The Mill Creek park board has an ally in it's legal battle to use eminent domain to acquire property to extend a bikeway.

The Ohio Parks and Recreation Association has filed a brief with the Ohio Supreme Court supporting the Mill Creek MetroParks Board of Commissioners challenge to an appeals court ruling that found the park couldn't use eminent domain to acquire property for its planned third phase of bikeway from Western Reserve Road south towards Washingtonville.

According to its website, the Ohio Parks and Recreation Association is a non-profit, public interest organization representing over 2,050 professionals and citizen board members striving to provide quality park and recreational facilities and opportunities for Ohioans while protecting and preserving Ohio’s natural resources.

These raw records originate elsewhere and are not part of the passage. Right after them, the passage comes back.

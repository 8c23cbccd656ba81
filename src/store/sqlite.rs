//! SQLite-backed [`Store`] implementation.
//!
//! Vectors are stored as little-endian `f32` BLOBs and scored in Rust at
//! query time; `(owner_id, sha256)` uniqueness is enforced by the schema's
//! unique index (see [`crate::migrate`]).

use async_trait::async_trait;
use sqlx::{Row, SqlitePool};

use crate::embedding::{blob_to_vec, vec_to_blob};
use crate::error::PipelineError;
use crate::models::{ChunkRecord, ChunkVector, NewSource, Source};

use super::Store;

pub struct SqliteStore {
    pool: SqlitePool,
}

impl SqliteStore {
    pub fn new(pool: SqlitePool) -> Self {
        Self { pool }
    }
}

fn map_insert_error(e: sqlx::Error) -> PipelineError {
    if let sqlx::Error::Database(ref db_err) = e {
        if db_err.is_unique_violation() {
            return PipelineError::DuplicateSource;
        }
    }
    PipelineError::PersistenceFailure(e)
}

fn row_to_source(row: &sqlx::sqlite::SqliteRow) -> Source {
    Source {
        id: row.get("id"),
        owner_id: row.get("owner_id"),
        name: row.get("name"),
        storage_key: row.get("storage_key"),
        sha256: row.get("sha256"),
        file_size: row.get("file_size"),
        mime_type: row.get("mime_type"),
        uploaded_at: row.get("uploaded_at"),
    }
}

#[async_trait]
impl Store for SqliteStore {
    async fn find_source_by_hash(
        &self,
        owner_id: i64,
        sha256: &str,
    ) -> Result<Option<i64>, PipelineError> {
        let id: Option<i64> =
            sqlx::query_scalar("SELECT id FROM sources WHERE owner_id = ? AND sha256 = ?")
                .bind(owner_id)
                .bind(sha256)
                .fetch_optional(&self.pool)
                .await?;
        Ok(id)
    }

    async fn insert_source_with_chunks(
        &self,
        source: &NewSource,
        chunks: &[ChunkRecord],
    ) -> Result<i64, PipelineError> {
        let mut tx = self.pool.begin().await?;

        let source_id: i64 = sqlx::query_scalar(
            r#"
            INSERT INTO sources (owner_id, name, storage_key, sha256, file_size, mime_type, uploaded_at)
            VALUES (?, ?, ?, ?, ?, ?, ?)
            RETURNING id
            "#,
        )
        .bind(source.owner_id)
        .bind(&source.name)
        .bind(&source.storage_key)
        .bind(&source.sha256)
        .bind(source.file_size)
        .bind(&source.mime_type)
        .bind(source.uploaded_at)
        .fetch_one(&mut *tx)
        .await
        .map_err(map_insert_error)?;

        for chunk in chunks {
            let metadata = chunk.metadata.as_ref().map(|m| m.to_string());
            sqlx::query(
                r#"
                INSERT INTO chunks (source_id, content, embedding, chunk_index, char_start, char_end, page, metadata)
                VALUES (?, ?, ?, ?, ?, ?, ?, ?)
                "#,
            )
            .bind(source_id)
            .bind(&chunk.content)
            .bind(vec_to_blob(&chunk.embedding))
            .bind(chunk.chunk_index)
            .bind(chunk.char_start)
            .bind(chunk.char_end)
            .bind(chunk.page)
            .bind(metadata)
            .execute(&mut *tx)
            .await?;
        }

        tx.commit().await?;
        Ok(source_id)
    }

    async fn list_sources(&self, owner_id: i64) -> Result<Vec<Source>, PipelineError> {
        let rows = sqlx::query(
            r#"
            SELECT id, owner_id, name, storage_key, sha256, file_size, mime_type, uploaded_at
            FROM sources
            WHERE owner_id = ?
            ORDER BY uploaded_at DESC, id DESC
            "#,
        )
        .bind(owner_id)
        .fetch_all(&self.pool)
        .await?;

        Ok(rows.iter().map(row_to_source).collect())
    }

    async fn count_chunks(&self, source_id: i64) -> Result<i64, PipelineError> {
        let count: i64 = sqlx::query_scalar("SELECT COUNT(*) FROM chunks WHERE source_id = ?")
            .bind(source_id)
            .fetch_one(&self.pool)
            .await?;
        Ok(count)
    }

    async fn delete_source(
        &self,
        owner_id: i64,
        source_id: i64,
    ) -> Result<Option<String>, PipelineError> {
        let mut tx = self.pool.begin().await?;

        let storage_key: Option<String> =
            sqlx::query_scalar("SELECT storage_key FROM sources WHERE id = ? AND owner_id = ?")
                .bind(source_id)
                .bind(owner_id)
                .fetch_optional(&mut *tx)
                .await?;

        let Some(storage_key) = storage_key else {
            return Ok(None);
        };

        sqlx::query("DELETE FROM chunks WHERE source_id = ?")
            .bind(source_id)
            .execute(&mut *tx)
            .await?;
        sqlx::query("DELETE FROM sources WHERE id = ?")
            .bind(source_id)
            .execute(&mut *tx)
            .await?;

        tx.commit().await?;
        Ok(Some(storage_key))
    }

    async fn chunk_vectors(&self) -> Result<Vec<ChunkVector>, PipelineError> {
        let rows = sqlx::query(
            r#"
            SELECT c.id, c.content, c.embedding, s.name, s.storage_key
            FROM chunks c
            JOIN sources s ON s.id = c.source_id
            ORDER BY c.id
            "#,
        )
        .fetch_all(&self.pool)
        .await?;

        Ok(rows
            .iter()
            .map(|row| {
                let blob: Vec<u8> = row.get("embedding");
                ChunkVector {
                    chunk_id: row.get("id"),
                    content: row.get("content"),
                    source_name: row.get("name"),
                    storage_key: row.get("storage_key"),
                    embedding: blob_to_vec(&blob),
                }
            })
            .collect())
    }

    async fn record_orphaned_blob(&self, storage_key: &str) -> Result<(), PipelineError> {
        sqlx::query(
            r#"
            INSERT INTO orphaned_blobs (storage_key, recorded_at) VALUES (?, ?)
            ON CONFLICT(storage_key) DO NOTHING
            "#,
        )
        .bind(storage_key)
        .bind(chrono::Utc::now().timestamp())
        .execute(&self.pool)
        .await?;
        Ok(())
    }

    async fn orphaned_blobs(&self) -> Result<Vec<String>, PipelineError> {
        let keys: Vec<String> = sqlx::query_scalar(
            "SELECT storage_key FROM orphaned_blobs ORDER BY recorded_at, storage_key",
        )
        .fetch_all(&self.pool)
        .await?;
        Ok(keys)
    }

    async fn remove_orphaned_blob(&self, storage_key: &str) -> Result<(), PipelineError> {
        sqlx::query("DELETE FROM orphaned_blobs WHERE storage_key = ?")
            .bind(storage_key)
            .execute(&self.pool)
            .await?;
        Ok(())
    }
}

MetroParks is seeking 6.5 miles of right-of-way through property owned by several landowners in Green Township, including Diane Less, who is named as the defendant in the case, and other Green Township property owners.

The park board claims the lower courts erred in their decisions, which ruled in favor of Less and the other property owners on April 14.

In that ruling, the Circleville-based 4th District Court of Appeals found that MetroParks did not give a legal reason for acquiring the easement in the Less and Green Valley properties, another property that is involved in the lawsuit.

The park board said it began acquiring the property for the bikeway more than 20 years ago through the purchase of a former railroad bed. The 11-mile Phase I and II of the bike trail which runs from Niles to Canfield Township first opened in 2000.

Diane Less, who owns Paul Less Farm in Green Township says she would be cut off from her horse trail at her farm and a family cemetery if the bike trail by Mill Creek goes in as planned.